Source information section start

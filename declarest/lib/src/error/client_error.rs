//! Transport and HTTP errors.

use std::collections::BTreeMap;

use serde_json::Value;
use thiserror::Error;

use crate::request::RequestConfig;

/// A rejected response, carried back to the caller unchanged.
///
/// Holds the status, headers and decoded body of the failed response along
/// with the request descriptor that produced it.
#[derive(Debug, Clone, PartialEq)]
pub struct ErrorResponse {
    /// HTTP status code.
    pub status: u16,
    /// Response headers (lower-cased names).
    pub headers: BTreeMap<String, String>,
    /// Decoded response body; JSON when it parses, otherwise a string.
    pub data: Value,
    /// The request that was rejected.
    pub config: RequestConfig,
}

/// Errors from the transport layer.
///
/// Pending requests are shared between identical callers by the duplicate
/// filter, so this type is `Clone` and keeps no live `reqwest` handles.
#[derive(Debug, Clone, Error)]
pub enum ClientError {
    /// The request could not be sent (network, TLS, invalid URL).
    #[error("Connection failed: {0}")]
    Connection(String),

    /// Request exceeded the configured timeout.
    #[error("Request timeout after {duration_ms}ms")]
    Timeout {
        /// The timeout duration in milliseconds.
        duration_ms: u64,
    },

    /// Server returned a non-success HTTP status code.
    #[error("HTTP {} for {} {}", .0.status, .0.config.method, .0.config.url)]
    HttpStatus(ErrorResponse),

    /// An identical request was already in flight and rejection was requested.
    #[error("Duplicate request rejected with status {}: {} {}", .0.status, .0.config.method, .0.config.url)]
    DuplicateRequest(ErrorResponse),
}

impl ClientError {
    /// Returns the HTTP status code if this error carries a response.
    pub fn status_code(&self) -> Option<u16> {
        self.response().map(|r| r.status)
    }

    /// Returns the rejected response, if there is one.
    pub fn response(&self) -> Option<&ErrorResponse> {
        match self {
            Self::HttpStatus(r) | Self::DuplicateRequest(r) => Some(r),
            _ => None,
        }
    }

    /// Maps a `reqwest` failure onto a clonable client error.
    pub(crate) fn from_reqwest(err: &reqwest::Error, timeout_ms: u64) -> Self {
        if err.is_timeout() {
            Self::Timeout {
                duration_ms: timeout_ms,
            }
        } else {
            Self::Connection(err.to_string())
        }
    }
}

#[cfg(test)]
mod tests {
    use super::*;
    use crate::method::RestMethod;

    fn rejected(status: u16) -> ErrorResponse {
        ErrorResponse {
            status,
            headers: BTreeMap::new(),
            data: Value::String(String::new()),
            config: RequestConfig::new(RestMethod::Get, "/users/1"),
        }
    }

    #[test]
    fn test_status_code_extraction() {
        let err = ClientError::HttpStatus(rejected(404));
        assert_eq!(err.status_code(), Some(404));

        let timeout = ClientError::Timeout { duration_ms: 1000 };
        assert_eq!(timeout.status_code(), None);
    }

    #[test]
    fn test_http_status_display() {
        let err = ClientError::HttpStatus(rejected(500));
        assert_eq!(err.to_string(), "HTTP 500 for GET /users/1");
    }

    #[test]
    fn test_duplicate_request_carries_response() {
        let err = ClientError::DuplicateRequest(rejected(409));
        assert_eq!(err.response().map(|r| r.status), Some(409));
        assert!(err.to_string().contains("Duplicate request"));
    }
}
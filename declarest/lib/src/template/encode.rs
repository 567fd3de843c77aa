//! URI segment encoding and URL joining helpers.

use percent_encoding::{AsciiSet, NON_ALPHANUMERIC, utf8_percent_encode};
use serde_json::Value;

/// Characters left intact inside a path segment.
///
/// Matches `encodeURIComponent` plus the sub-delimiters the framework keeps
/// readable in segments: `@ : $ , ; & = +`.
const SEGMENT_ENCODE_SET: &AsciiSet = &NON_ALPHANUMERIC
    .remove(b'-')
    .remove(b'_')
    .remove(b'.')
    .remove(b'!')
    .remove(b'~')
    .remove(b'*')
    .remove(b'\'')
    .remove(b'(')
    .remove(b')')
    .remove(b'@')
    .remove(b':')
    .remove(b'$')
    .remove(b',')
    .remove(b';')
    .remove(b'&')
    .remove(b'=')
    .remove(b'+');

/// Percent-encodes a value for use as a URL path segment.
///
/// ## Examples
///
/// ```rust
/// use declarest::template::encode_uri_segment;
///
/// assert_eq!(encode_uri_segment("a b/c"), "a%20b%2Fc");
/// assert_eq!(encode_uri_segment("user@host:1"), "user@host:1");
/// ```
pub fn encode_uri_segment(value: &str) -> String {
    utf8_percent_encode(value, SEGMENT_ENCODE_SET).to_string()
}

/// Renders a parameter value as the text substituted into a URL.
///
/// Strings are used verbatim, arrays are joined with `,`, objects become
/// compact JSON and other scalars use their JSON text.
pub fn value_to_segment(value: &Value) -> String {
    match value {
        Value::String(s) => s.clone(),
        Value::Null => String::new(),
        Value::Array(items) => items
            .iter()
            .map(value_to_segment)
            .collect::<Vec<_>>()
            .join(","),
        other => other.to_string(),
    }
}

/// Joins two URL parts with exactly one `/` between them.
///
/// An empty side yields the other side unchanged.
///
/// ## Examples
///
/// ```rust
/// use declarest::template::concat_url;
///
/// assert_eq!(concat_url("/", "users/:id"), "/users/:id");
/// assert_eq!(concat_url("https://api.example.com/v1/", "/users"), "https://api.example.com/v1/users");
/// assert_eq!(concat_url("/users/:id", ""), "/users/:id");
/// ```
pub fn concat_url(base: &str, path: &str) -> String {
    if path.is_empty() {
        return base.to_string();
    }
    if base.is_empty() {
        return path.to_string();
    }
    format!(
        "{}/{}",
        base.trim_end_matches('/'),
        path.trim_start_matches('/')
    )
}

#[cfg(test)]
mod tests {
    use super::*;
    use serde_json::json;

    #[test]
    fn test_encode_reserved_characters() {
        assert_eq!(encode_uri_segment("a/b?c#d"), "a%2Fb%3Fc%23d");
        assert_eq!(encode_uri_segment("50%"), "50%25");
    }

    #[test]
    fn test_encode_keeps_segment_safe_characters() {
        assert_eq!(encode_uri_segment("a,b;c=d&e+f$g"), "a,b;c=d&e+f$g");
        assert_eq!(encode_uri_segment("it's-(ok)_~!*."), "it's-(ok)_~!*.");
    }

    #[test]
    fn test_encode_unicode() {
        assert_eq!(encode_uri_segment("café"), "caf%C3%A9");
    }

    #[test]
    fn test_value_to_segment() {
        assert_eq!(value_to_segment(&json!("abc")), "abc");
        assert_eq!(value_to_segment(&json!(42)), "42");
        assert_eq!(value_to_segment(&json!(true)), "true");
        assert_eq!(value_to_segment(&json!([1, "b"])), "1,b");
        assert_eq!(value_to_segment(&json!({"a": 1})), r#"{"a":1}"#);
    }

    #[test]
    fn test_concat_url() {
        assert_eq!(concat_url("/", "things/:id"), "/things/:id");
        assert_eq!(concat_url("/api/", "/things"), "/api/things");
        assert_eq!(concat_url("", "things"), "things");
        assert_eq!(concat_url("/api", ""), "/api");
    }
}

Source information section end

From the data above, copy each line that has the string "AsciiSet".

use percent_encoding::{AsciiSet, NON_ALPHANUMERIC, utf8_percent_encode};
const SEGMENT_ENCODE_SET: &AsciiSet = &NON_ALPHANUMERIC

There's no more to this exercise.